Adam Connelly wrote:
> Hi,
>
> Just wanted to ask for some ideas.  I'm designing a language and have 
> most of the grammar done (I've still to add a few bits in and put in 
> the template generation).  The language is a modeling language for 
> describing some database objects and I'd like to allow some meta-data 
> to hold a human friendly description of these objects.
>
> I had an idea of having a special type of comment (like in javadoc) 
> that I would send to a different channel than the standard parser.  I 
> could then parse these comments separately (although this might not 
> end up being desirable).  This would mean that I wouldn't have to put 
> in references to an optional comment rule wherever comments were allowed.
>
> The downside to this that I can see at the moment is that I'm not sure 
> how I would then get the information about the object that each 
> comment was attached to.
>
> Any ideas?
>
> Adam
The hard part is associating each comment with a particular node in the 
AST. Peter Van Der Ahe at Sun wrote a
good paper about how hard that is, and even that paper only scratched 
the surface.

Consider this code:
----------------------------------------
// here is a comment that appears to be at the top of the file, but only 
because there are a few blank lines after it.

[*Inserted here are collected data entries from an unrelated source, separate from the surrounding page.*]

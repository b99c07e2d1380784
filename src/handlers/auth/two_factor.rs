use axum::{extract::State, http::StatusCode, response::IntoResponse, Json};
use chrono::Utc;

use crate::{
    dtos::auth::{
        ChallengeResponse, ConfirmTwoFactorRequest, SendTwoFactorRequest,
        TwoFactorEnabledResponse,
    },
    dtos::ErrorResponse,
    error::AppError,
    middleware::AuthUser,
    AppState,
};

/// Start two-factor enrollment over the chosen channel
#[utoipa::path(
    post,
    path = "/auth/2fa/send",
    request_body = SendTwoFactorRequest,
    responses(
        (status = 200, description = "Enrollment challenge issued", body = ChallengeResponse),
        (status = 400, description = "Account has no destination for the channel", body = ErrorResponse),
        (status = 401, description = "Invalid token", body = ErrorResponse)
    ),
    tag = "Two-Factor",
    security(("bearer_auth" = []))
)]
pub async fn send_two_factor(
    State(state): State<AppState>,
    user: AuthUser,
    Json(req): Json<SendTwoFactorRequest>,
) -> Result<impl IntoResponse, AppError> {
    let challenge = state
        .auth
        .send_enable_two_factor(user.0.sub, req.channel)
        .await?;

    Ok((
        StatusCode::OK,
        Json(ChallengeResponse {
            challenge_id: challenge.challenge_id,
            expires_in: (challenge.expiry_utc - Utc::now()).num_seconds(),
        }),
    ))
}

/// Confirm enrollment and switch the account to the verified channel
#[utoipa::path(
    post,
    path = "/auth/2fa/confirm",
    request_body = ConfirmTwoFactorRequest,
    responses(
        (status = 200, description = "Two-factor enabled", body = TwoFactorEnabledResponse),
        (status = 400, description = "Wrong code, wrong purpose, foreign or spent challenge", body = ErrorResponse),
        (status = 401, description = "Invalid token", body = ErrorResponse),
        (status = 404, description = "Unknown challenge", body = ErrorResponse)
    ),
    tag = "Two-Factor",
    security(("bearer_auth" = []))
)]
pub async fn confirm_two_factor(
    State(state): State<AppState>,
    user: AuthUser,
    Json(req): Json<ConfirmTwoFactorRequest>,
) -> Result<impl IntoResponse, AppError> {
    let channel = state
        .auth
        .confirm_enable_two_factor(user.0.sub, req.challenge_id, &req.code)
        .await?;

    Ok((
        StatusCode::OK,
        Json(TwoFactorEnabledResponse {
            two_factor_enabled: true,
            method: channel,
        }),
    ))
}
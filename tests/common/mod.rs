//! Shared setup for router-level integration tests.
//!
//! Tests run against the real router with in-memory stores and recording
//! mock senders, so no PostgreSQL, Redis or SMTP is needed.

#![allow(dead_code)]

use axum::{
    body::Body,
    http::{header, Request, StatusCode},
    Router,
};
use secrecy::SecretString;
use std::net::SocketAddr;
use std::sync::atomic::{AtomicI64, Ordering};
use std::sync::Arc;
use tower::util::ServiceExt;

use staffhub_auth::{
    build_router,
    config::{
        AuthConfig, DatabaseConfig, Environment, HttpConfig, JwtConfig, OtpConfig,
        PasswordConfig, RateLimitConfig, RedisConfig, SecurityConfig, SmsConfig, SmtpConfig,
    },
    middleware::create_ip_rate_limiter,
    models::{Account, OtpChannel},
    services::{
        AuthService, DeliveryRouter, JwtService, MemoryRevocationStore, MemoryStore,
        MockEmailSender, MockSmsSender, OtpManager, SentEmail,
    },
    utils::{hash_password, Password},
    AppState,
};

static NEXT_ACCOUNT_ID: AtomicI64 = AtomicI64::new(1);

pub const TEST_BASE_URL: &str = "http://localhost:8080";

pub struct TestApp {
    pub router: Router,
    pub store: Arc<MemoryStore>,
    pub revocations: Arc<MemoryRevocationStore>,
    pub email: Arc<MockEmailSender>,
    pub sms: Arc<MockSmsSender>,
    pub config: AuthConfig,
}

pub fn test_config() -> AuthConfig {
    AuthConfig {
        environment: Environment::Dev,
        service_name: "staffhub-auth".to_string(),
        service_version: "test".to_string(),
        log_level: "error".to_string(),
        http: HttpConfig { port: 8080 },
        database: DatabaseConfig {
            url: "postgres://unused".to_string(),
            max_connections: 1,
            min_connections: 1,
        },
        redis: RedisConfig {
            url: "redis://unused".to_string(),
        },
        jwt: JwtConfig {
            access_secret: SecretString::new("test-access-secret".to_string()),
            refresh_secret: SecretString::new("test-refresh-secret".to_string()),
            access_token_expiry_minutes: 15,
            refresh_token_expiry_days: 7,
        },
        otp: OtpConfig {
            code_length: 6,
            ttl_seconds: 300,
            max_attempts: 5,
        },
        password: PasswordConfig {
            memory_kib: 8,
            iterations: 1,
            parallelism: 1,
        },
        smtp: SmtpConfig {
            host: "smtp.example.com".to_string(),
            user: "noreply@example.com".to_string(),
            password: SecretString::new("unused".to_string()),
        },
        sms: SmsConfig {
            gateway_url: "https://sms.example.com/send".to_string(),
            api_token: SecretString::new("unused".to_string()),
            from_number: "+15550000000".to_string(),
        },
        security: SecurityConfig {
            allowed_origins: vec!["http://localhost:3000".to_string()],
            public_base_url: TEST_BASE_URL.to_string(),
        },
        rate_limit: RateLimitConfig {
            login_attempts: 5,
            login_window_seconds: 900,
            otp_resend_attempts: 5,
            otp_resend_window_seconds: 900,
            password_reset_attempts: 5,
            password_reset_window_seconds: 3600,
            global_ip_limit: 1000,
            global_ip_window_seconds: 60,
        },
        swagger_enabled: false,
        sweep_interval_seconds: 300,
    }
}

impl TestApp {
    pub fn spawn() -> Self {
        Self::spawn_with_config(test_config())
    }

    pub fn spawn_with_config(config: AuthConfig) -> Self {
        let store = Arc::new(MemoryStore::new());
        let revocations = Arc::new(MemoryRevocationStore::new());
        let email = Arc::new(MockEmailSender::new());
        let sms = Arc::new(MockSmsSender::new());

        let jwt = JwtService::new(&config.jwt);
        let delivery = DeliveryRouter::new(
            email.clone(),
            sms.clone(),
            config.security.public_base_url.clone(),
        );
        let otp = OtpManager::new(store.clone(), delivery, config.otp.clone());
        let auth = AuthService::new(
            store.clone(),
            revocations.clone(),
            otp,
            jwt,
            email.clone(),
            sms.clone(),
            config.password.clone(),
        );

        let state = AppState {
            config: config.clone(),
            auth,
            accounts: store.clone(),
            revocations: revocations.clone(),
            login_rate_limiter: create_ip_rate_limiter(
                config.rate_limit.login_attempts,
                config.rate_limit.login_window_seconds,
            ),
            otp_resend_rate_limiter: create_ip_rate_limiter(
                config.rate_limit.otp_resend_attempts,
                config.rate_limit.otp_resend_window_seconds,
            ),
            password_reset_rate_limiter: create_ip_rate_limiter(
                config.rate_limit.password_reset_attempts,
                config.rate_limit.password_reset_window_seconds,
            ),
            ip_rate_limiter: create_ip_rate_limiter(
                config.rate_limit.global_ip_limit,
                config.rate_limit.global_ip_window_seconds,
            ),
        };

        let router = build_router(state).expect("Failed to build router");

        Self {
            router,
            store,
            revocations,
            email,
            sms,
            config,
        }
    }

    /// Seed an account directly into the credential store.
    pub fn create_account(
        &self,
        email: &str,
        phone: Option<&str>,
        password: &str,
        two_factor: Option<OtpChannel>,
    ) -> i64 {
        let account_id = NEXT_ACCOUNT_ID.fetch_add(1, Ordering::SeqCst);
        let password_hash = hash_password(
            &Password::new(password.to_string()),
            &self.config.password,
        )
        .expect("Failed to hash test password");

        self.store.insert_account(Account {
            account_id,
            email: email.to_string(),
            phone: phone.map(|p| p.to_string()),
            role_code: "employee".to_string(),
            password_hash_text: password_hash.into_string(),
            active_flag: true,
            two_factor_enabled_flag: two_factor.is_some(),
            two_factor_method_code: two_factor.map(|m| m.as_str().to_string()),
            token_version: 0,
            last_login_utc: None,
            created_utc: chrono::Utc::now(),
        });

        account_id
    }

    pub async fn post_json(
        &self,
        path: &str,
        body: serde_json::Value,
    ) -> (StatusCode, serde_json::Value) {
        self.request(path, None, Some(body)).await
    }

    pub async fn post_authed(
        &self,
        path: &str,
        token: &str,
        body: Option<serde_json::Value>,
    ) -> (StatusCode, serde_json::Value) {
        self.request(path, Some(token), body).await
    }

    async fn request(
        &self,
        path: &str,
        token: Option<&str>,
        body: Option<serde_json::Value>,
    ) -> (StatusCode, serde_json::Value) {
        let mut builder = Request::builder()
            .method("POST")
            .uri(path)
            .header(header::CONTENT_TYPE, "application/json")
            .extension(axum::extract::ConnectInfo(SocketAddr::from((
                [127, 0, 0, 1],
                8080,
            ))));

        if let Some(token) = token {
            builder = builder.header(header::AUTHORIZATION, format!("Bearer {}", token));
        }

        let payload = body.unwrap_or_else(|| serde_json::json!({}));
        let request = builder
            .body(Body::from(payload.to_string()))
            .expect("Failed to build request");

        let response = self
            .router
            .clone()
            .oneshot(request)
            .await
            .expect("Request failed");

        let status = response.status();
        let bytes = axum::body::to_bytes(response.into_body(), usize::MAX)
            .await
            .expect("Failed to read body");
        let json = if bytes.is_empty() {
            serde_json::Value::Null
        } else {
            serde_json::from_slice(&bytes).unwrap_or(serde_json::Value::Null)
        };

        (status, json)
    }

    /// The most recent OTP code dispatched by email.
    pub fn last_email_otp_code(&self) -> Option<String> {
        self.email.sent().into_iter().rev().find_map(|m| match m {
            SentEmail::Otp { code, .. } => Some(code),
            _ => None,
        })
    }

    /// The most recent password reset link dispatched by email.
    pub fn last_reset_link(&self) -> Option<String> {
        self.email.sent().into_iter().rev().find_map(|m| match m {
            SentEmail::PasswordReset { link, .. } => Some(link),
            _ => None,
        })
    }

    /// Pull the challenge handle and code back out of a reset link.
    pub fn parse_reset_link(link: &str) -> (uuid::Uuid, String) {
        let query = link.split('?').nth(1).expect("link has a query string");
        let mut challenge_id = None;
        let mut code = None;
        for pair in query.split('&') {
            match pair.split_once('=') {
                Some(("challenge_id", v)) => challenge_id = Some(v.to_string()),
                Some(("code", v)) => code = Some(v.to_string()),
                _ => {}
            }
        }
        (
            challenge_id
                .expect("link carries challenge_id")
                .parse()
                .expect("challenge_id is a uuid"),
            code.expect("link carries code"),
        )
    }

    /// Log an account in and return `(access_token, refresh_token)`.
    /// The account must not have two-factor enabled.
    pub async fn login_tokens(&self, identifier: &str, password: &str) -> (String, String) {
        let (status, body) = self
            .post_json(
                "/auth/login",
                serde_json::json!({ "identifier": identifier, "password": password }),
            )
            .await;
        assert_eq!(status, StatusCode::OK, "login failed: {}", body);
        (
            body["access_token"].as_str().expect("access token").to_string(),
            body["refresh_token"].as_str().expect("refresh token").to_string(),
        )
    }
}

// a comment that seems to "go with" the following line, and not the 
previous comment, but again, only because of blank lines
int i;

for (int i=0; i<10 /* what does any inline comment go with? */; i++)
   // a comment that "goes with" the block inside the for loop
  {
      // another comment that "goes with" the block inside the for loop
  }  // does this comment "go with" the for loop, or the following code?
----------------------------------------

If you have control of the language (sounds like you do), I'd seriously 
consider making comments a real part of the grammar,
perhaps having a "comment statement", as opposed to the C, C++, Java, 
and many other languages approach of
allowing statements anywhere and having a preprocessor throw them out.